Hope

The other day, while my eldest daughter was lying on the couch home sick, after three days she said to me, “Daddy, I hate being sick. I wish there was a magic pill that you could take and then no more sickness, everything better.” I said, “Yes, darling, I completely understand.”

Just like my daughter, so often we must encounter in our lives experiences that we are powerless to change. Perhaps we have a chronic illness that no matter what medicines we take, what therapies, nothing helps. Our perhaps there is a particular weakness in our character that we want to change, temptations that we try and try to resist, but to no avail. Or perhaps we are trying to make fundamental change for the good in the world, but find ourselves powerless to the system- that the world is fundamentally flawed. Powerlessness is essential to our humanity, a universal experience.

And yet, in our gospel today (Rev. 21), we see this mighty picture that a new heaven and a new earth will come, the old world will fall away. And in this new jerusalem, this new world, God will be and dwell in our midst and He will wipe away every tear from our eyes.

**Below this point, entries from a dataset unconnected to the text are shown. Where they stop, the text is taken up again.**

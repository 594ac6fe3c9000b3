//! mtgbot - card and spell lookup bot for Discord
//!
//! Watches chat for `[[Card Name]]` and `<Spell Name>` references and
//! answers with the card image or the spell text. Custom trigger patterns
//! can answer with canned responses instead.

mod bot;
mod cards;
mod common;
mod config;
mod discord;
mod spells;

use std::sync::Arc;

use anyhow::Result;
use clap::Parser;
use tokio::signal;
use tokio::sync::{mpsc, watch};
use tracing::{debug, error, info, warn};

use bot::{Dispatcher, TriggerMatcher};
use cards::{CardEndpoints, CardResolver, HttpCardApi};
use common::IncomingMessage;
use config::{env::get_config_path, load_and_validate};
use discord::{run_dispatch_loop, ChatBot, DiscordReplySink};
use spells::{SpellResolver, SqliteSpellStore};

/// Command line arguments.
#[derive(Debug, Parser)]
#[command(name = "mtgbot", version, about)]
struct Cli {
    /// Path to the configuration file (defaults to $MTGBOT_CONFIG or ./config.json).
    config: Option<String>,
}

#[tokio::main]
async fn main() -> Result<()> {
    // Initialize logging
    tracing_subscriber::fmt()
        .with_env_filter(
            tracing_subscriber::EnvFilter::from_default_env()
                .add_directive(tracing::Level::INFO.into()),
        )
        .init();

    let cli = Cli::parse();

    info!("mtgbot v{} starting...", env!("CARGO_PKG_VERSION"));

    // Load configuration
    let config_path = get_config_path(cli.config);
    info!("Loading configuration from {}...", config_path);

    let config = load_and_validate(&config_path).map_err(|e| {
        error!("Failed to load configuration: {}", e);
        error!("Please ensure {} exists and is properly formatted.", config_path);
        e
    })?;

    let triggers = match config.custom_path() {
        Some(path) => {
            info!("Loading custom responses from {}...", path);
            let triggers = TriggerMatcher::load(path).map_err(|e| {
                error!("Failed to load custom responses: {}", e);
                e
            })?;
            info!("Loaded {} custom triggers", triggers.len());
            triggers
        }
        None => {
            info!("No custom response file configured");
            TriggerMatcher::empty()
        }
    };

    info!("Spell database: {}", config.spell_db_path);

    let cards = CardResolver::new(
        Arc::new(HttpCardApi::new()?),
        CardEndpoints::from_config(&config),
    );
    let spells = SpellResolver::new(Arc::new(SqliteSpellStore::open(&config.spell_db_path)));
    let dispatcher = Dispatcher::new(triggers, cards, spells);

    // ============================================================
    // Wire gateway -> dispatcher
    // ============================================================
    let (events_tx, events_rx) = mpsc::unbounded_channel::<IncomingMessage>();
    let (shutdown_tx, shutdown_rx) = watch::channel(false);

    let chat_bot = ChatBot::build(config.discord_token.clone(), events_tx).await?;
    let sink = DiscordReplySink::new(chat_bot.http());

    let mut discord_task = tokio::spawn(chat_bot.run(shutdown_rx));
    let dispatch_task = tokio::spawn(run_dispatch_loop(events_rx, dispatcher, sink));

    let shutdown = tokio::select! {
        biased;
        _ = shutdown_signal() => {
            info!("Shutdown signal received...");
            true
        }
        _ = &mut discord_task => false,
        _ = dispatch_task => false,
    };

    if shutdown {
        if let Err(e) = shutdown_tx.send(true) {
            debug!("Shutdown channel closed (Discord task already exited): {}", e);
        }
        let timeout = tokio::time::Duration::from_secs(5);
        match tokio::time::timeout(timeout, discord_task).await {
            Ok(Ok(())) => info!("Discord client stopped gracefully"),
            Ok(Err(e)) => warn!("Discord task panicked: {}", e),
            Err(_) => warn!("Discord shutdown timed out"),
        }
    }

    info!("Exiting...");
    Ok(())
}

async fn shutdown_signal() {
    let ctrl_c = async {
        signal::ctrl_c()
            .await
            .expect("Failed to install Ctrl+C handler");
    };

    #[cfg(unix)]
    let terminate = async {
        signal::unix::signal(signal::unix::SignalKind::terminate())
            .expect("Failed to install SIGTERM handler")
            .recv()
            .await;
    };

    #[cfg(not(unix))]
    let terminate = std::future::pending::<()>();

    tokio::select! {
        _ = ctrl_c => info!("Received Ctrl+C"),
        _ = terminate => info!("Received SIGTERM"),
    }
}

And there will be no more death, no more pain, no illness, no sorrow, no heavy burdens- for the old world will have passed away.

And this new world that is coming, it actually exists now, in our hearts. It lives in our hearts like a seed. And this seed is called hope, hope that healing will come, resurrection will come. That we feel hope means we are bearing the seed of the new world.

Dear friends, in this old world, it is rightful that we must experience powerlessness and the humility it brings; for we will always have to face in our lives things that we simply have to bear, that our will cannot change. And at the same time let us cherish the deep HOPE, hope that when the time is right, when the heart is ripe, the lord will wipe the pain away. Grace will happen.

Oh Christ, may your hope take root in our souls, for it is the seed of the new world in our hearts.